╭─ Excerpted data

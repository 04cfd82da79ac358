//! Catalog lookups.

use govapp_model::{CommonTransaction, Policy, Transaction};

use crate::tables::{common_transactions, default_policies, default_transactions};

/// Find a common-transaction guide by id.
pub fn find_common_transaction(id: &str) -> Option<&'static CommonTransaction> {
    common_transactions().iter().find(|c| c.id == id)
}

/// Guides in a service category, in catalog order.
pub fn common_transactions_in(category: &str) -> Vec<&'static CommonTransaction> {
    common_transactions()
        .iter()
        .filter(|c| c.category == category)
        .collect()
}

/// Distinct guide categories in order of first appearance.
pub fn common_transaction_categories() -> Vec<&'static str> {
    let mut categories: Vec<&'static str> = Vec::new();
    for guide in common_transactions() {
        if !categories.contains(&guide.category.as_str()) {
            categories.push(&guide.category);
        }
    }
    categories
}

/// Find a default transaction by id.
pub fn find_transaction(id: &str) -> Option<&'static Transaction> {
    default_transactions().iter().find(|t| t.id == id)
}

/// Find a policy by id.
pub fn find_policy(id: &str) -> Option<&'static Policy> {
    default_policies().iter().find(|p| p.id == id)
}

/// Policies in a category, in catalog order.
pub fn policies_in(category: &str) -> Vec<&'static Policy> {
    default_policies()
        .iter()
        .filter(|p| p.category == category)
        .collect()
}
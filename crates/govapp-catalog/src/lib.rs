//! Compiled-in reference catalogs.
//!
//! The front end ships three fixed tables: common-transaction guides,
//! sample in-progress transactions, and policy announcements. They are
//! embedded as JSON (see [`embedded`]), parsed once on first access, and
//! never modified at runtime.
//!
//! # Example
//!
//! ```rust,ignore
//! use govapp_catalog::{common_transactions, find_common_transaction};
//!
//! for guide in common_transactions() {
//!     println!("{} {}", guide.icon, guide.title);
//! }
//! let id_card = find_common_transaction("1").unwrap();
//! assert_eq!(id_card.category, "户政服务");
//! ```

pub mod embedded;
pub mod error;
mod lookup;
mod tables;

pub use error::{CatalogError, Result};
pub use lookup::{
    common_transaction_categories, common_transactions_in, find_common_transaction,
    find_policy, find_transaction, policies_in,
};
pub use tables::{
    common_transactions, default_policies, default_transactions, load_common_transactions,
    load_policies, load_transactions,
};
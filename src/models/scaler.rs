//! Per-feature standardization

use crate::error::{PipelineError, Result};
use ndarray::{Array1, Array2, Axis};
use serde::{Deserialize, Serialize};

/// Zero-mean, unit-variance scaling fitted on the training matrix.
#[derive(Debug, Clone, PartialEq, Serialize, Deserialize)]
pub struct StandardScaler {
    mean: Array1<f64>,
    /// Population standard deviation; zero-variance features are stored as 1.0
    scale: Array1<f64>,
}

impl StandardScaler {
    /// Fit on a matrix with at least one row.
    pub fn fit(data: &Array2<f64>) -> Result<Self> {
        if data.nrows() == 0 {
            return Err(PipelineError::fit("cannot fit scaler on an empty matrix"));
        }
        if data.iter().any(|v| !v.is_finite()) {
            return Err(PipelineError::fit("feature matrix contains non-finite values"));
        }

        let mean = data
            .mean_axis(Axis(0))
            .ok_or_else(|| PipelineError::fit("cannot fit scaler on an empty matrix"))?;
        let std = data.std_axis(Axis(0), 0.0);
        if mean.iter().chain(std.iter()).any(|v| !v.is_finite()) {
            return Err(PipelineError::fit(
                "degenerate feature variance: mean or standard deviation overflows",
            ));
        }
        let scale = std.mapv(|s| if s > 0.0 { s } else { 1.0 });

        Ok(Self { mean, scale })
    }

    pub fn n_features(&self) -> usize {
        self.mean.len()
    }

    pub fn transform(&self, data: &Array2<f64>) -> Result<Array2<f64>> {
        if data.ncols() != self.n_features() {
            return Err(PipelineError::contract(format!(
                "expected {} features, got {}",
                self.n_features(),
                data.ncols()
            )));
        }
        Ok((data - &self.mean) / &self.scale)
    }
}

╰─
╭─ Excerpted data

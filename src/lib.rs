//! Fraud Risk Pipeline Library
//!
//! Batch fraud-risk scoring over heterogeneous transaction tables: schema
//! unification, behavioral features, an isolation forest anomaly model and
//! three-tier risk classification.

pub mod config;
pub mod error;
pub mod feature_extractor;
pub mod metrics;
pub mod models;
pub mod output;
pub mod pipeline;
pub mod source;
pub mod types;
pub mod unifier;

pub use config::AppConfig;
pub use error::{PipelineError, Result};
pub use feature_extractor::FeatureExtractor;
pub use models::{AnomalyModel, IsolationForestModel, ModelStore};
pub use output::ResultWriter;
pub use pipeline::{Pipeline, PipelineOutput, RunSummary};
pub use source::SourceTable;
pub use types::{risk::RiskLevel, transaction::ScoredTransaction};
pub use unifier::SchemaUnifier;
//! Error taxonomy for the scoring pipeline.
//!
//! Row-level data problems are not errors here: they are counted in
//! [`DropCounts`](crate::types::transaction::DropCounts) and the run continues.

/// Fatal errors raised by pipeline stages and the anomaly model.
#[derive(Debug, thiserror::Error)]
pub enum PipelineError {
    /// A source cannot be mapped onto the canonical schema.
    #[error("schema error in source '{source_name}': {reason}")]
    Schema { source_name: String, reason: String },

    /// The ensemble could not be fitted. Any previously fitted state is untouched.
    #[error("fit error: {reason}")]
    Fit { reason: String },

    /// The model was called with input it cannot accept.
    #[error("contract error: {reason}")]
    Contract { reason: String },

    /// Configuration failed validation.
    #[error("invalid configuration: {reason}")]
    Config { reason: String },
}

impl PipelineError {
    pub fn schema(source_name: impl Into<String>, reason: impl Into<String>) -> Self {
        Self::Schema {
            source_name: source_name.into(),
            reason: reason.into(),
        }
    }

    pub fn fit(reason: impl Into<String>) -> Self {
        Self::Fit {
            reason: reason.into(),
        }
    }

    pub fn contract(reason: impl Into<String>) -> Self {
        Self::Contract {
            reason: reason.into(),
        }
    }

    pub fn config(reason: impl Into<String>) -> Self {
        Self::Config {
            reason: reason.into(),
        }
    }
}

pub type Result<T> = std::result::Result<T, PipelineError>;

╰─
╭─ Excerpted data

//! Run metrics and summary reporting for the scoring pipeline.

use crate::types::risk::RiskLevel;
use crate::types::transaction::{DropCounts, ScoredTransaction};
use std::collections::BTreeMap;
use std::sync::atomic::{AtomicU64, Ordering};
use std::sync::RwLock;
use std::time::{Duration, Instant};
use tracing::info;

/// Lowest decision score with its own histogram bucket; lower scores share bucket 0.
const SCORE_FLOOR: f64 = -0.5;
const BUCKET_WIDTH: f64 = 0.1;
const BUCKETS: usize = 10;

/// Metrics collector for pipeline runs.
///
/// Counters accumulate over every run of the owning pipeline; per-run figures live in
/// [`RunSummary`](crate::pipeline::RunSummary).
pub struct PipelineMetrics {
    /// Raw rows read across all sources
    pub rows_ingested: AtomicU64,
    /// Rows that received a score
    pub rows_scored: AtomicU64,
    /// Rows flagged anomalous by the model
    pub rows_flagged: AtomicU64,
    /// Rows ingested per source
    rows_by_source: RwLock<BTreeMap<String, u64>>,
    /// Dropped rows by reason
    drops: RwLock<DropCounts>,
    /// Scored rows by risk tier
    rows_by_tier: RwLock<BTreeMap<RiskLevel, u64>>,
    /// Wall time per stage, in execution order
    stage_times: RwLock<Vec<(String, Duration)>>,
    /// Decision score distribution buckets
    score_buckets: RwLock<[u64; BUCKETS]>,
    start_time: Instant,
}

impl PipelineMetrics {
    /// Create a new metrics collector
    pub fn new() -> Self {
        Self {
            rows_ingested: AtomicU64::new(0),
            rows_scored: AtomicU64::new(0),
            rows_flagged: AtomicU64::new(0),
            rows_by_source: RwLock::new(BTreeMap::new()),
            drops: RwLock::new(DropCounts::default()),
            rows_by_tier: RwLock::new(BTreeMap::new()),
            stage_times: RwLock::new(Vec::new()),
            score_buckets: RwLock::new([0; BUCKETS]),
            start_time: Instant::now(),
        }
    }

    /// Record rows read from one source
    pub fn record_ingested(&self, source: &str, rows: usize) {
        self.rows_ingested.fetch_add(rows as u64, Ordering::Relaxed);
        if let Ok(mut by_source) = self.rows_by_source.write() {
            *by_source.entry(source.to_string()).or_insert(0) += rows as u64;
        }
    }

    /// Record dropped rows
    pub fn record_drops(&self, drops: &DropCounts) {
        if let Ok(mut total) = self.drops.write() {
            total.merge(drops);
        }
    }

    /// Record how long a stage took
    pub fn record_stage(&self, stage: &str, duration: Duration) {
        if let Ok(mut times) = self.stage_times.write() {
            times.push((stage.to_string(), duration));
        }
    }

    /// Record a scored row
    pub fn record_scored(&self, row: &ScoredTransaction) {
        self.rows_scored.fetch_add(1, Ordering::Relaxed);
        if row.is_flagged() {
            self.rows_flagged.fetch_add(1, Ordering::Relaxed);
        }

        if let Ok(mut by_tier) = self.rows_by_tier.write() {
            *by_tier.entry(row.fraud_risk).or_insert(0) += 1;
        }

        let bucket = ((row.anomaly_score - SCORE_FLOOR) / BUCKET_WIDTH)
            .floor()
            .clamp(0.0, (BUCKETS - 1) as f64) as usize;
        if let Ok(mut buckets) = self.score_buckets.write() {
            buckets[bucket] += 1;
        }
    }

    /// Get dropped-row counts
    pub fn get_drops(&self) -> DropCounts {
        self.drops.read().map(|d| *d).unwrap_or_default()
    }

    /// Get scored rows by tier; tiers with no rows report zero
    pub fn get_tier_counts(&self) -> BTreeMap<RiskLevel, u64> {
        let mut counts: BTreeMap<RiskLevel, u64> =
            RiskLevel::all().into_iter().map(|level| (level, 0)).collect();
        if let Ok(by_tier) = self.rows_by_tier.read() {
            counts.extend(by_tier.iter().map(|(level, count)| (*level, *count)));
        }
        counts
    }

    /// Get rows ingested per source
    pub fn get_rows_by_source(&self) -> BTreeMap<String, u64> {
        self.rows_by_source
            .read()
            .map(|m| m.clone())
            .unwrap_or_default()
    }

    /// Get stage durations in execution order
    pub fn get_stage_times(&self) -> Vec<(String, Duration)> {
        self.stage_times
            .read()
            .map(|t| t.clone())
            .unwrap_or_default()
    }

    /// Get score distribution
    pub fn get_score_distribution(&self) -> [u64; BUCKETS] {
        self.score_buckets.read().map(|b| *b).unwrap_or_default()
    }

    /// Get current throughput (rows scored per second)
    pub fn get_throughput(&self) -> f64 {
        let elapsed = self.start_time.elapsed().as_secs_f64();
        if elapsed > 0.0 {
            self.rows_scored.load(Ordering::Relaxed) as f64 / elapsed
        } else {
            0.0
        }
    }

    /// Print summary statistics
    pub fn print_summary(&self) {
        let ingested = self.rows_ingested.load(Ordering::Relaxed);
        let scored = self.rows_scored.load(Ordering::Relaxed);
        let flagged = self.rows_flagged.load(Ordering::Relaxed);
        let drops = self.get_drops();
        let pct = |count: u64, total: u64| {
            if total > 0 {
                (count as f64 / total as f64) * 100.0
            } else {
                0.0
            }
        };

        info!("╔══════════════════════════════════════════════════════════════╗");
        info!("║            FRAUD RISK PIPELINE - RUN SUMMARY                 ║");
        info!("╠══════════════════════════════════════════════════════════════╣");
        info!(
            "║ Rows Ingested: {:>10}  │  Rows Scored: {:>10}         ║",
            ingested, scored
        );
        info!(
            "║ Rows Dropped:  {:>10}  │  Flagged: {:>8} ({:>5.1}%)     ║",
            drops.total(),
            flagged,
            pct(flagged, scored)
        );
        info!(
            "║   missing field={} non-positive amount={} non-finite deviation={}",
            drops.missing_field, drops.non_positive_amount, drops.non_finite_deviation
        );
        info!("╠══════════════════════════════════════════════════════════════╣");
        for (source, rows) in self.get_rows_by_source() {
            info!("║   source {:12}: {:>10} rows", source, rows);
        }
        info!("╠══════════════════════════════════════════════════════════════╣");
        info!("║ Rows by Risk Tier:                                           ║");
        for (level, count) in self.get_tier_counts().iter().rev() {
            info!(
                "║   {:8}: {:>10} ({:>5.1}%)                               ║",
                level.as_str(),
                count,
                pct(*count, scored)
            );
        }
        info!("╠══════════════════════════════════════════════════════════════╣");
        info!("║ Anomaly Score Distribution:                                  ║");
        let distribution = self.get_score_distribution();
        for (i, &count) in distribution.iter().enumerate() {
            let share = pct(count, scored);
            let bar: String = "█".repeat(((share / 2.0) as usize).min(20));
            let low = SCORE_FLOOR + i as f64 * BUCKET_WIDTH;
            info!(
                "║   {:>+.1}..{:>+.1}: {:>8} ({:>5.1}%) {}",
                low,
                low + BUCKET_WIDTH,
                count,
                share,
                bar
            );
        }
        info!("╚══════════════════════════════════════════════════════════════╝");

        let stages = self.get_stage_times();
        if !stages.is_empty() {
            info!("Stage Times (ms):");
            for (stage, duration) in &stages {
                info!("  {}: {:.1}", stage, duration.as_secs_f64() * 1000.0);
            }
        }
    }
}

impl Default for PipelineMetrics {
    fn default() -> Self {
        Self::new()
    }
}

╰─

*Your goal:* Go through the entries and copy every line that has "ncols".

*Exercise answer:*
        if data.ncols() != self.n_features() {
                data.ncols()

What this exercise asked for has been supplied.